··· Exercise materials
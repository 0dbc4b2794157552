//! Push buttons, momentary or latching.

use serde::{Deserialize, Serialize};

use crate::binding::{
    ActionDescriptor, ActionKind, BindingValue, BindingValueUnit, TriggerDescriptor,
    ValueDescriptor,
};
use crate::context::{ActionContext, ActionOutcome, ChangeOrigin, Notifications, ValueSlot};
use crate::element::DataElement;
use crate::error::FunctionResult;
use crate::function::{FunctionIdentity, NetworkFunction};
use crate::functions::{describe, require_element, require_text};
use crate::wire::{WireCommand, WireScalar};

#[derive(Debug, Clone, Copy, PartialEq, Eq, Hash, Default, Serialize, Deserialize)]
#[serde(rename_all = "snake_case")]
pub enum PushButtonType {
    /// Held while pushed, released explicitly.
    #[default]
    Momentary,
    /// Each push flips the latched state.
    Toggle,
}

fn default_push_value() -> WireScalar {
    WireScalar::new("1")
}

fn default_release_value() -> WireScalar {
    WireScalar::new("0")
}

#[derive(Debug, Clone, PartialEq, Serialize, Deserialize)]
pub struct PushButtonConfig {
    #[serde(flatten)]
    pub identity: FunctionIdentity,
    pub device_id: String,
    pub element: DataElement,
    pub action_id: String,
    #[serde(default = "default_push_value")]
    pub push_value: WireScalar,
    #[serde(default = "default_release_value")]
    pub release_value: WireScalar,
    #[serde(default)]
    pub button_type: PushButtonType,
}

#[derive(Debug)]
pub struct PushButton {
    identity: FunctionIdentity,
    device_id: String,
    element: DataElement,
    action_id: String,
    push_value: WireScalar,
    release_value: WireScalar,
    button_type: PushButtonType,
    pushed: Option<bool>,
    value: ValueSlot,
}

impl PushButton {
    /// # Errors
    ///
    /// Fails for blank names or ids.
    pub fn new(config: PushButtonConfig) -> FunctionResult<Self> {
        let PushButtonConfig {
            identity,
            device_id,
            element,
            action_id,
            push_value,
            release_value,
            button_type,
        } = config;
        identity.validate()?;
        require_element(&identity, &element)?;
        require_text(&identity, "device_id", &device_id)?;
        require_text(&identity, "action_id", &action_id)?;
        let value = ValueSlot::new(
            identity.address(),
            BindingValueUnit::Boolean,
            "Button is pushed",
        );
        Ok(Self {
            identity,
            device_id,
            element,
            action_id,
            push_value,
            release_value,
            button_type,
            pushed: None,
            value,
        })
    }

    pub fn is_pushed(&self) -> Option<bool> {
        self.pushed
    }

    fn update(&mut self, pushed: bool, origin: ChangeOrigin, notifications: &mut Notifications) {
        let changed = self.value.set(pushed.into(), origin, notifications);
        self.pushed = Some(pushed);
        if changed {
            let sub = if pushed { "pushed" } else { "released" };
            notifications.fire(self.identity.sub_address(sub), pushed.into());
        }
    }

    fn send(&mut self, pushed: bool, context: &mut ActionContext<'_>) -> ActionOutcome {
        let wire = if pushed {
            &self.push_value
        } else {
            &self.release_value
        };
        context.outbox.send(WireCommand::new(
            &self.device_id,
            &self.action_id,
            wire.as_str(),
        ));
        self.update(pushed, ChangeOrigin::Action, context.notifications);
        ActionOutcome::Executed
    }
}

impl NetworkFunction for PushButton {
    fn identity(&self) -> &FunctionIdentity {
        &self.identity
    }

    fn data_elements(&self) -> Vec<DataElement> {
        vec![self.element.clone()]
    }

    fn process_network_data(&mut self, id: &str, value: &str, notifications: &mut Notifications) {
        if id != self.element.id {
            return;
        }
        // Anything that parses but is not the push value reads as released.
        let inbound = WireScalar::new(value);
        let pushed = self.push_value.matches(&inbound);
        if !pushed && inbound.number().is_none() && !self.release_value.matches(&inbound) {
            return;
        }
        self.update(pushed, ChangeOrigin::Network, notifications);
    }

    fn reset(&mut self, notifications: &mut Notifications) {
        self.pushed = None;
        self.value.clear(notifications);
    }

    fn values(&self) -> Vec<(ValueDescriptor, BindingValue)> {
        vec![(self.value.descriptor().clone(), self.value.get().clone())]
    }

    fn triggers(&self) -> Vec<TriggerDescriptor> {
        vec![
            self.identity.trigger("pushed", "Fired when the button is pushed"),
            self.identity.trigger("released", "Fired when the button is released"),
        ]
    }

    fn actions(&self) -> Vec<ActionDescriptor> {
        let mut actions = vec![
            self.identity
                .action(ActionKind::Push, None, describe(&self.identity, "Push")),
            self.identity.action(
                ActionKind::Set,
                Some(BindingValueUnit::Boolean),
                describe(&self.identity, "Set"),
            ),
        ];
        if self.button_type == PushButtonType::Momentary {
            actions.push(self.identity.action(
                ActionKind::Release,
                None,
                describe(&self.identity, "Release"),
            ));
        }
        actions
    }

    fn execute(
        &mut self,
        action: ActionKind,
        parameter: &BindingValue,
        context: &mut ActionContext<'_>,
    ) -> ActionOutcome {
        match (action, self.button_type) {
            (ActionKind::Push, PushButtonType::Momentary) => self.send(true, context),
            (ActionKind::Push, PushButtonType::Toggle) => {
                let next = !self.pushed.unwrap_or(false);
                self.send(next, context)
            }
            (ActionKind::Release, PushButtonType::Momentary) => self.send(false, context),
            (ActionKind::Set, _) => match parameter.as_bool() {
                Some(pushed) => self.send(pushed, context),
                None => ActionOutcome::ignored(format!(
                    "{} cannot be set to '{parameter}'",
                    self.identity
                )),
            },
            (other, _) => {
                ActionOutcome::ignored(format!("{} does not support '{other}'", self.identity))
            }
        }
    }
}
······
Your instructions: Type out the entries again, word for word.

Response box:
repository 0dbc4b2794157552
//! Push buttons, momentary or latching.

use serde::{Deserialize, Serialize};

use crate::binding::{
    ActionDescriptor, ActionKind, BindingValue, BindingValueUnit, TriggerDescriptor,
    ValueDescriptor,
};
use crate::context::{ActionContext, ActionOutcome, ChangeOrigin, Notifications, ValueSlot};
use crate::element::DataElement;
use crate::error::FunctionResult;
use crate::function::{FunctionIdentity, NetworkFunction};
use crate::functions::{describe, require_element, require_text};
use crate::wire::{WireCommand, WireScalar};

#[derive(Debug, Clone, Copy, PartialEq, Eq, Hash, Default, Serialize, Deserialize)]
#[serde(rename_all = "snake_case")]
pub enum PushButtonType {
    /// Held while pushed, released explicitly.
    #[default]
    Momentary,
    /// Each push flips the latched state.
    Toggle,
}

fn default_push_value() -> WireScalar {
    WireScalar::new("1")
}

fn default_release_value() -> WireScalar {
    WireScalar::new("0")
}

#[derive(Debug, Clone, PartialEq, Serialize, Deserialize)]
pub struct PushButtonConfig {
    #[serde(flatten)]
    pub identity: FunctionIdentity,
    pub device_id: String,
    pub element: DataElement,
    pub action_id: String,
    #[serde(default = "default_push_value")]
    pub push_value: WireScalar,
    #[serde(default = "default_release_value")]
    pub release_value: WireScalar,
    #[serde(default)]
    pub button_type: PushButtonType,
}

#[derive(Debug)]
pub struct PushButton {
    identity: FunctionIdentity,
    device_id: String,
    element: DataElement,
    action_id: String,
    push_value: WireScalar,
    release_value: WireScalar,
    button_type: PushButtonType,
    pushed: Option<bool>,
    value: ValueSlot,
}

impl PushButton {
    /// # Errors
    ///
    /// Fails for blank names or ids.
    pub fn new(config: PushButtonConfig) -> FunctionResult<Self> {
        let PushButtonConfig {
            identity,
            device_id,
            element,
            action_id,
            push_value,
            release_value,
            button_type,
        } = config;
        identity.validate()?;
        require_element(&identity, &element)?;
        require_text(&identity, "device_id", &device_id)?;
        require_text(&identity, "action_id", &action_id)?;
        let value = ValueSlot::new(
            identity.address(),
            BindingValueUnit::Boolean,
            "Button is pushed",
        );
        Ok(Self {
            identity,
            device_id,
            element,
            action_id,
            push_value,
            release_value,
            button_type,
            pushed: None,
            value,
        })
    }

    pub fn is_pushed(&self) -> Option<bool> {
        self.pushed
    }

    fn update(&mut self, pushed: bool, origin: ChangeOrigin, notifications: &mut Notifications) {
        let changed = self.value.set(pushed.into(), origin, notifications);
        self.pushed = Some(pushed);
        if changed {
            let sub = if pushed { "pushed" } else { "released" };
            notifications.fire(self.identity.sub_address(sub), pushed.into());
        }
    }

    fn send(&mut self, pushed: bool, context: &mut ActionContext<'_>) -> ActionOutcome {
        let wire = if pushed {
            &self.push_value
        } else {
            &self.release_value
        };
        context.outbox.send(WireCommand::new(
            &self.device_id,
            &self.action_id,
            wire.as_str(),
        ));
        self.update(pushed, ChangeOrigin::Action, context.notifications);
        ActionOutcome::Executed
    }
}

impl NetworkFunction for PushButton {
    fn identity(&self) -> &FunctionIdentity {
        &self.identity
    }

    fn data_elements(&self) -> Vec<DataElement> {
        vec![self.element.clone()]
    }

    fn process_network_data(&mut self, id: &str, value: &str, notifications: &mut Notifications) {
        if id != self.element.id {
            return;
        }
        // Anything that parses but is not the push value reads as released.
        let inbound = WireScalar::new(value);
        let pushed = self.push_value.matches(&inbound);
        if !pushed && inbound.number().is_none() && !self.release_value.matches(&inbound) {
            return;
        }
        self.update(pushed, ChangeOrigin::Network, notifications);
    }

    fn reset(&mut self, notifications: &mut Notifications) {
        self.pushed = None;
        self.value.clear(notifications);
    }

    fn values(&self) -> Vec<(ValueDescriptor, BindingValue)> {
        vec![(self.value.descriptor().clone(), self.value.get().clone())]
    }

    fn triggers(&self) -> Vec<TriggerDescriptor> {
        vec![
            self.identity.trigger("pushed", "Fired when the button is pushed"),
            self.identity.trigger("released", "Fired when the button is released"),
        ]
    }

    fn actions(&self) -> Vec<ActionDescriptor> {
        let mut actions = vec![
            self.identity
                .action(ActionKind::Push, None, describe(&self.identity, "Push")),
            self.identity.action(
                ActionKind::Set,
                Some(BindingValueUnit::Boolean),
                describe(&self.identity, "Set"),
            ),
        ];
        if self.button_type == PushButtonType::Momentary {
            actions.push(self.identity.action(
                ActionKind::Release,
                None,
                describe(&self.identity, "Release"),
            ));
        }
        actions
    }

    fn execute(
        &mut self,
        action: ActionKind,
        parameter: &BindingValue,
        context: &mut ActionContext<'_>,
    ) -> ActionOutcome {
        match (action, self.button_type) {
            (ActionKind::Push, PushButtonType::Momentary) => self.send(true, context),
            (ActionKind::Push, PushButtonType::Toggle) => {
                let next = !self.pushed.unwrap_or(false);
                self.send(next, context)
            }
            (ActionKind::Release, PushButtonType::Momentary) => self.send(false, context),
            (ActionKind::Set, _) => match parameter.as_bool() {
                Some(pushed) => self.send(pushed, context),
                None => ActionOutcome::ignored(format!(
                    "{} cannot be set to '{parameter}'",
                    self.identity
                )),
            },
            (other, _) => {
                ActionOutcome::ignored(format!("{} does not support '{other}'", self.identity))
            }
        }
    }
}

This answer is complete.